Etika Berdigital Menjadi Karakter Pribadi Seseorang yang Dinilai di Masyarakat

  • Bagikan
banner 468x60


EKSEKUTIF.COM, JAKARTA,- Era telah berubah, apalagi semenjak pandemi Covid-19 setiap orang seperti dipaksa untuk beradaptasi dan bertransformasi lebih cepat terhadap penggunaan teknologi. Meski demikian, nilai dasar sebagai manusia dalam etika sopan santun tetap tidak boleh dilupakan meskipun kini interaksi lebih banyak dilakukan di ruang digital atau online.

Sekarang ini aplikasi untuk berinteraksi secara online tak terhitung jumlahnya lagi, ratusan bahkan ribuan. Tapi ada lima platform teratas yang kini begitu akrab di masyarakat Indonesia, yaitu YouTube, What’sApp, Instagram, Facebook, dan Twitter. Menurut sumber katadata.co.id, jumlah pengguna Instagram di Indonesia hingga Juli 2021 sebesar 91,77 akun.

Firza Daud, Business Project Lead V&V Communication mengatakan, dengan pertumbuhan pengguna sosial media, khususnya Instagram membawa fenomena yang lumayan serius. “Indonesia dinobatkan sebagai netizen yang memiliki tingkat keberadaban (civility) yang sangat rendah. Survei ini dibuat oleh Microsoft pada kuartal 4 tahun 2020 dan dipublish awal 2021,” Katanya saat webinar Literasi Digital wilayah Kabupaten Sumedang, Jawa Barat I, pada Jumat (22/10/2021).

Dia pun memberikan tips agar masyarakat Indonesia bisa tetap memiliki etika sopan santun di dunia digital. Pertama yakni selalu positif dalam menanggapi segala hal, dengan belajar untuk sabar dan tidak mudah terpancing. Kemudian tetap sopan, karena hal itu menunjukkan seseorang yang berkarakter. Dalam hal berkomentar bijaklah saat membalas unggahan orang lain maupun saat menanggapi sesuatu. Terakhir yaitu berbaik sangka sebab setiap orang bisa memiliki masalah dan butuh penyaluran.

Webinar Literasi Digital di Kabupaten Sumedang, Jawa Barat I, merupakan bagian dari sosialisasi Gerakan Nasional Literasi Digital 2021 yang diselenggarakan oleh Kementerian Komunikasi dan Informatika.
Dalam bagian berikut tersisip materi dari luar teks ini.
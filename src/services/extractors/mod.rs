//! Provider extractors
//!
//! One decoder per known hoster, all behind the same capability: given the
//! fetched embed page and its context, produce a direct stream URL or nothing.
//! Unknown hosters fall through to a generic regex cascade.
//!
//! Adding a hoster means writing an [`Extractor`] and adding it to the
//! registry below.

use async_trait::async_trait;
use base64::{engine::general_purpose::STANDARD, Engine};
use lazy_static::lazy_static;
use regex::Regex;
use std::collections::HashMap;

use crate::services::classifier::ProviderName;
use crate::services::fetcher::{FetchError, SiteFetcher};

mod doodstream;
mod filemoon;
mod generic;
mod netu;
mod streamtape;
mod uqload;
mod voe;

use doodstream::DoodstreamExtractor;
use filemoon::FilemoonExtractor;
use generic::GenericExtractor;
use netu::NetuExtractor;
use streamtape::StreamtapeExtractor;
use uqload::UqloadExtractor;
use voe::VoeExtractor;

/// Environment an extractor runs in
pub struct ExtractContext<'a> {
    pub fetcher: &'a SiteFetcher,
    /// Address of the embed page being decoded
    pub embed_url: &'a str,
    /// Referrer used to fetch the embed page
    pub referer: &'a str,
}

/// Turns an embed page into a direct stream URL
///
/// `Ok(None)` means the page did not match; `Err` is reserved for transport
/// failures of follow-up requests.
#[async_trait]
pub trait Extractor: Send + Sync {
    /// Name of the extractor (for logging)
    fn name(&self) -> &'static str;

    async fn extract(
        &self,
        page: &str,
        ctx: &ExtractContext<'_>,
    ) -> Result<Option<String>, FetchError>;
}

lazy_static! {
    static ref EXTRACTORS: HashMap<ProviderName, Box<dyn Extractor>> = {
        let mut map: HashMap<ProviderName, Box<dyn Extractor>> = HashMap::new();
        map.insert(ProviderName::Streamtape, Box::new(StreamtapeExtractor));
        map.insert(ProviderName::Filemoon, Box::new(FilemoonExtractor));
        map.insert(ProviderName::Voe, Box::new(VoeExtractor));
        map.insert(ProviderName::Doodstream, Box::new(DoodstreamExtractor));
        map.insert(ProviderName::Netu, Box::new(NetuExtractor));
        map.insert(ProviderName::Uqload, Box::new(UqloadExtractor));
        map
    };

    /// Absolute media address anywhere in a text
    pub(crate) static ref BARE_MEDIA_URL: Regex = Regex::new(
        r#"https?://[^"'\s<>\\]+\.(?:m3u8|mp4)(?:\?[^"'\s<>\\]*)?"#
    )
    .unwrap();
}

static GENERIC: GenericExtractor = GenericExtractor;

/// Extractor registered for a provider, or the generic cascade
pub fn extractor_for(provider: &ProviderName) -> &'static dyn Extractor {
    EXTRACTORS
        .get(provider)
        .map(|extractor| extractor.as_ref())
        .unwrap_or(&GENERIC)
}

/// Whether a provider has a dedicated decoder
pub fn has_decoder(provider: &ProviderName) -> bool {
    EXTRACTORS.contains_key(provider)
}

/// First non-empty capture group 1 across patterns, in order
pub(crate) fn capture_first(text: &str, patterns: &[&Regex]) -> Option<String> {
    patterns.iter().find_map(|pattern| {
        pattern
            .captures(text)
            .and_then(|caps| caps.get(1))
            .map(|m| m.as_str().trim().to_string())
            .filter(|v| !v.is_empty())
    })
}

/// Lenient base64 decode: strips junk, repairs padding
pub(crate) fn decode_base64_lossy(encoded: &str) -> Option<String> {
    let mut clean: String = encoded
        .chars()
        .filter(|c| c.is_ascii_alphanumeric() || *c == '+' || *c == '/')
        .collect();

    let padding = clean.len() % 4;
    if padding == 1 {
        return None;
    }
    if padding > 0 {
        clean.push_str(&"=".repeat(4 - padding));
    }

    let bytes = STANDARD.decode(&clean).ok()?;
    Some(String::from_utf8_lossy(&bytes).into_owned())
}

/// `//host/...` becomes `https://host/...`
pub(crate) fn force_scheme(url: &str) -> String {
    if url.starts_with("//") {
        format!("https:{}", url)
    } else {
        url.to_string()
    }
}

#[cfg(test)]
mod tests {
    use super::*;

    #[test]
    fn test_registry_dispatch() {
        assert_eq!(extractor_for(&ProviderName::Streamtape).name(), "streamtape");
        assert_eq!(extractor_for(&ProviderName::Filemoon).name(), "filemoon");
        assert_eq!(extractor_for(&ProviderName::Voe).name(), "voe");
        assert_eq!(extractor_for(&ProviderName::Doodstream).name(), "doodstream");
        assert_eq!(extractor_for(&ProviderName::Netu).name(), "netu");
        assert_eq!(extractor_for(&ProviderName::Uqload).name(), "uqload");
        assert_eq!(extractor_for(&ProviderName::Mixdrop).name(), "generic");
        assert_eq!(
            extractor_for(&ProviderName::Other("superplayer".to_string())).name(),
            "generic"
        );
    }

    #[test]
    fn test_has_decoder() {
        assert!(has_decoder(&ProviderName::Uqload));
        assert!(has_decoder(&ProviderName::Netu));
        assert!(!has_decoder(&ProviderName::Mixdrop));
        assert!(!has_decoder(&ProviderName::Other("player".to_string())));
    }

    #[test]
    fn test_decode_base64_lossy() {
        // "https://cdn.example/a.m3u8" without padding
        let encoded = STANDARD.encode("https://cdn.example/a.m3u8");
        let unpadded = encoded.trim_end_matches('=');
        assert_eq!(
            decode_base64_lossy(unpadded).as_deref(),
            Some("https://cdn.example/a.m3u8")
        );
        assert_eq!(decode_base64_lossy("a"), None);
    }

    #[test]
    fn test_force_scheme() {
        assert_eq!(force_scheme("//a.b/c"), "https://a.b/c");
        assert_eq!(force_scheme("http://a.b/c"), "http://a.b/c");
    }
}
Hadir pula nara sumber seperti Wuddan, Kepala Bidang UMKM Dinas Koperasi UKM Persagangan dan Perindustrian, Maria Natasya, Internal Communication Strategic Planner CIMB Niaga, Martha Mariska, Digital Banking Legal Counsel DBS Indonesia, dan Riri Damayanti, Digital Creator & Yoga Enthusiast.

Kegiatan ini merupakan bagian dari program Literasi Digital di 34 Provinsi dan 514 Kabupaten dengan 4 pilar utama. Di antaranya Budaya Bermedia Digital (Digital Culture), Aman Bermedia (Digital Safety), Etis Bermedia Digital (Digital Ethics), dan Cakap Bermedia Digital (Digital Skills) untuk membuat masyarakat Indonesia semakin cakap digital.